Paired 76-base or 101-base Illumina reads were aligned to the S. pombe 972h (NC_003424.2, NC_003423.2, NC_003421.2), Mus musculus C57BL/6J (NCBI37/mm9), or Homo sapiens (GRCh37/hg19) reference genome sequences by BWA v0.5.9 (Li and Durbin 2009). Each read was aligned independently with bwa aln (-q 5 -l 32 -k 2 -t 4 -o 1), and then the paired alignments were combined using bwa sampe (-a 100000). MergeBamAlignments, from the picard package (http://picard.sourceforge.net/) v1.59, was used to return the unmapped reads to the aligned BAM file. A custom picard module was used to classify the reads based on the following definitions: (1) unambiguously mapped read pairs: pairs with both reads aligning with a mapping quality score >0 as assigned by BWA; (2) duplicate read pairs: pairs where both reads have identical start sites of forward and reverse sequencing reads; (3) correct jumps: read pairs where the reads face each other and are aligned 30–50 kb apart; (4) chimeric jumps: (a) pairs with unexpected orientation (inverted read pairs facing away from each other, and tandem reads aligning to the same strand in the same orientation), and (b) pairs with unexpected spacing (>100 kb or aligning to different contigs in the reference genome sequence, usually different chromosomes). “Inline” barcodes in Fosill read pairs derived from SapI cloning adapters were identified and quantified by comparing to the first eight bases of each read and requiring a perfect match to the expected barcode sequence.
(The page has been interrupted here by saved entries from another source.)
use std::future::IntoFuture;

use dynotable_core::{CreateTableRequest, Result, Schema, TableDescription, WaitPolicy};
use futures_util::future::{BoxFuture, FutureExt};

use super::wait::wait_for_table_active;
use crate::table::Table;

/// A pending table creation.
#[derive(Debug, Clone)]
pub struct CreateTable {
    table: Table,
    schema: Schema,
    wait: Option<WaitPolicy>,
}

impl CreateTable {
    pub(crate) fn new(table: Table, schema: Schema) -> Self {
        Self {
            table,
            schema,
            wait: None,
        }
    }

    /// The table this query creates.
    pub fn table(&self) -> &Table {
        &self.table
    }

    /// The exact request that will be sent.
    pub fn request(&self) -> CreateTableRequest {
        CreateTableRequest::from_schema(self.schema.clone(), self.table.name())
    }

    /// Waits for the table to become active after creating it, using the
    /// connection's wait policy.
    pub fn wait(self) -> Self {
        let policy = self.table.connection().wait_policy();
        self.wait_with(policy)
    }

    /// Waits for the table to become active using `policy`.
    pub fn wait_with(mut self, policy: WaitPolicy) -> Self {
        self.wait = Some(policy);
        self
    }

    /// Sends the create request, then polls until active if requested.
    ///
    /// Resolves to the active table's description when waiting, `None` otherwise.
    pub async fn exec(self) -> Result<Option<TableDescription>> {
        let client = self.table.connection().client()?;
        let request = self.request();

        tracing::debug!(table = %request.table_name, "Creating table");
        client.create_table(&request).await?;

        let description = match self.wait {
            Some(policy) => {
                Some(wait_for_table_active(client.as_ref(), &request.table_name, policy).await?)
            }
            None => None,
        };

        tracing::info!(
            table = %request.table_name,
            waited = self.wait.is_some(),
            "Table created"
        );
        Ok(description)
    }
}

impl IntoFuture for CreateTable {
    type Output = Result<Option<TableDescription>>;
    type IntoFuture = BoxFuture<'static, Result<Option<TableDescription>>>;

    fn into_future(self) -> Self::IntoFuture {
        self.exec().boxed()
    }
}
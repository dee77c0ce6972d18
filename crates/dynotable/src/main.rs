//! dynotable CLI entry point.

use anyhow::{Context, Result};
use clap::Parser;
use dynotable::cli::{Cli, Commands, OutputFormat};
use dynotable::output::{format_description, format_output, format_table_names};
use dynotable::{Dynotable, Schema, TableDescription};
use tracing_subscriber::{layer::SubscriberExt, util::SubscriberInitExt};

#[tokio::main]
async fn main() -> Result<()> {
    let cli = Cli::parse();

    // Initialize tracing subscriber
    tracing_subscriber::registry()
        .with(
            tracing_subscriber::EnvFilter::try_from_default_env()
                .unwrap_or_else(|_| "dynotable=info".into()),
        )
        .with(tracing_subscriber::fmt::layer().with_writer(std::io::stderr))
        .init();

    let config = cli.config();
    if !cli.quiet {
        eprintln!("Target: {}", config.target_display());
    }

    let db = Dynotable::connect(&config).await?;

    match cli.command {
        Commands::Create {
            schema,
            name,
            raw,
            wait,
        } => {
            let json = std::fs::read_to_string(&schema)
                .with_context(|| format!("Failed to read schema {}", schema.display()))?;
            let mut schema = Schema::from_json_str(&json)?;
            if let Some(name) = name {
                schema = schema.with_table_name(name);
            }

            let query = if raw {
                db.create_raw_table(schema)?
            } else {
                db.create_table(schema)?
            };
            let table = query.table().clone();
            let query = if wait { query.wait() } else { query };

            match query.await? {
                Some(description) => print_description(&description, cli.format),
                None if !cli.quiet => println!("Creating table {}", table.name()),
                None => {}
            }
        }
        Commands::Describe { table, raw } => {
            let table = if raw {
                db.raw_table(&table)
            } else {
                db.table(&table)
            };
            let description = table.describe().await?;
            print_description(&description, cli.format);
        }
        Commands::Drop { table, raw, wait } => {
            let query = if raw {
                db.drop_raw_table(&table)
            } else {
                db.drop_table(&table)
            };
            let name = query.table().name().to_string();
            let query = if wait { query.wait() } else { query };
            query.await?;

            if !cli.quiet {
                println!("Deleted table {}", name);
            }
        }
        Commands::List => {
            let names = db.list_tables().await?;
            match cli.format {
                OutputFormat::Json => println!("{}", format_output(&names, cli.format)),
                OutputFormat::Pretty => println!("{}", format_table_names(&names)),
            }
        }
    }

    Ok(())
}

fn print_description(description: &TableDescription, format: OutputFormat) {
    match format {
        OutputFormat::Json => println!("{}", format_output(description, format)),
        OutputFormat::Pretty => println!("{}", format_description(description)),
    }
}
Chromosomal rearrangements were identified by dRanger (MS Lawrence, Y Drier, C Stewart, SB Gabriel, ES Lander, and G Getz, in prep.) as read pairs that map to different chromosomes or with unexpected spacing (>50 kb) or orientation. Single reads aligning to either side of a dRanger breakpoint were identified by BreakPointer (Y Drier, MS Lawrence, SL Carter, C Stewart, SB Gabriel, ES Lander, M Meyerson, R Beroukhim, and G Getz, in prep.). A high-level description of these tools can be found in Berger et al. (2011).

Data access

Cloning vectors described in this work are available to academic researchers upon request. Vector sequences have been deposited in GenBank (http://www.ncbi.nlm.nih.gov/genbank) under accession numbers JX069761 (pFosill-1), JX069762 (pFosill-2), JX069763 (pFosill-3), and JX069764 (pFosill-4). Illumina sequencing reads have been submitted to the NCBI Sequence Read Archive (SRA) (http://www.ncbi.nlm.nih.gov/sra) under BioProject ID 40079, accession number SRX116276 for library S, ID 51977 (SRX029163, SRX029164) for library M, ID 82383 (SRX118400 and SRX118399) for libraries H1 and H2, respectively, ID 52009 for barcoded human NA12892 libraries (SRX118354, SRX118355, and SRX118352 for 450, 500, and 550 lower size cut-offs; SRX116629, SRX116621, and SRX116628 for 2× gel, 1× gel, and Pippin), and ID 51977 (SRX115463) for inline-barcoded libraries from mouse. ALLPATHS-LG mouse genome assembly 2 has been deposited in GenBank under accession number AEKQ02000000 and is available at ftp://ftp.broadinstitute.org/pub/papers/assembly/Williams2012/.